Following Durango Mountain Resort's pulling the season pass of a nagging ski-area critic, two more bizarre cases of ski-resort dictatorship have appeared.

The first involves the firing of well-known ski writer Bob Berwyn from Breckenridge's Summit Daily News after he wrote a somewhat humorous column knocking Vail Resorts' PR attempts to exaggerate the amount of snow its Colorado ski resorts had received from early-season storms. (Read Berwyn's offending column here.)

"I sometimes wonder whether the ski industry wouldn't benefit more from being completely transparent about weather and snowfall with its customers," Berwyn concluded in his column. "but when snow=money, perhaps that's expecting too much."

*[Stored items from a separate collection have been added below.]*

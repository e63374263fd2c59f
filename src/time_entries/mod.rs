//! Time entry proxy: lists and creates Harvest time entries for the session user.

pub mod handlers;
pub mod routes;
pub mod validators;


pub use routes::time_entries_routes;
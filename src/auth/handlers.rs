//! Authentication handlers

use axum::{
    extract::Extension,
    http::{header::LOCATION, StatusCode},
    response::{IntoResponse, Response},
    Json,
};
use axum_extra::extract::CookieJar;
use tracing::{info, warn};

use super::cookies;
use crate::common::{safe_token_log, ApiError, QueryParams, SharedState};

/// `302 Found` with a `Location` header.
fn found(location: &str) -> Response {
    (StatusCode::FOUND, [(LOCATION, location.to_string())]).into_response()
}

/// GET /api/auth/login
/// Redirects the user agent to the Harvest authorize endpoint
pub async fn login_handler(
    Extension(state): Extension<SharedState>,
) -> Result<Response, ApiError> {
    let auth_url = state.oauth.authorization_url()?;

    info!("Redirecting to Harvest OAuth");
    Ok(found(&auth_url))
}

/// GET /api/auth/callback?code=...
/// Exchanges the authorization code for an access token and stores it in the
/// session cookie
///
/// # Response
/// `302` to the success page with `Set-Cookie`, or a JSON `{error}`.
pub async fn callback_handler(
    Extension(state): Extension<SharedState>,
    params: QueryParams,
    jar: CookieJar,
) -> Result<(CookieJar, Response), ApiError> {
    if let Some(error) = params.get("error") {
        warn!(oauth_error = %error, "Harvest OAuth returned error");
    }

    let code = match params.non_empty("code") {
        Some(code) => code,
        None => {
            warn!("No authorization code in OAuth callback");
            return Err(ApiError::InvalidRequest("No code provided".to_string()));
        }
    };

    info!("Received OAuth callback with authorization code");

    let token_response = state.oauth.exchange_code(code).await?;

    info!(
        token = %safe_token_log(&token_response.access_token),
        "Session token issued"
    );

    let jar = jar.add(cookies::session_cookie(
        &state.session,
        &token_response.access_token,
    ));

    Ok((jar, found(&state.session.success_path)))
}

/// POST /api/auth/logout
/// Clears the session cookie. Harvest is not contacted.
pub async fn logout_handler(
    Extension(state): Extension<SharedState>,
    jar: CookieJar,
) -> (CookieJar, Json<serde_json::Value>) {
    info!("User logout");
    let jar = jar.add(cookies::clear_session_cookie(&state.session));
    (jar, Json(serde_json::json!({ "message": "Logged out" })))
}
//! Authentication routes

use axum::{
    routing::{get, post},
    Router,
};

use super::handlers;

/// Creates and returns the authentication router
///
/// # Routes
/// - `GET /api/auth/login` - Redirect to the Harvest authorize page
/// - `GET /api/auth/callback` - Exchange the code and set the session cookie
/// - `POST /api/auth/logout` - Clear the session cookie
pub fn auth_routes() -> Router {
    Router::new()
        .route("/api/auth/login", get(handlers::login_handler))
        .route("/api/auth/callback", get(handlers::callback_handler))
        .route("/api/auth/logout", post(handlers::logout_handler))
}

"Apparently, I hit a nerve," Berwyn writes in a post on the High Country News "Goat Blog," "because Rob Katz, the CEO of Vail, called me a few hours after the column was published to complain that I had questioned his personal integrity. I told him that I've lived in the mountains for a long time and that I recognize a snow job when I see one. Katz replied that the column called into question his company's ability to work with me and my newspaper."

Seems Vail Resorts did more than just call that relationship into question. Later that week, Vail Resorts pulled advertising with the newspaper -- which accounts for a quarter of the publication's advertising.

Berwyn was then fired a week later, for reasons "not directly related to the column," his editor informed him -- in an email. The paper also offered Berwyn $3,000 to not talk about the firing, Berwyn says. He declined the hush-money.

The second example of ski-area paranoia happened last week, after long-time local singer Dan Sheridan trotted out a song from his 2003 album "Recycle" for a new year's day performance at a bar in Snowmass owned by Aspen Ski Company. The song, called "Big Money," takes a look at the effects of resort's development on the once-little mountain town of Aspen. The song ends with the chorus, “Down in the graves you can hear the miners sing/ ‘Big money ruins everything.'”

Seems the resort's leaders didn't appreciate the sociological analysis offered by the song, and fired Sheridan last week from his weekly gigs. Read an article about the firing from the Aspen Times here.

As a coda, Sheridan was hired back late last week after he agreed to not sing "Big Money" at Aspen Ski Company-owned venues.

The lessons here? Money talks. And Big Money keeps others from talking.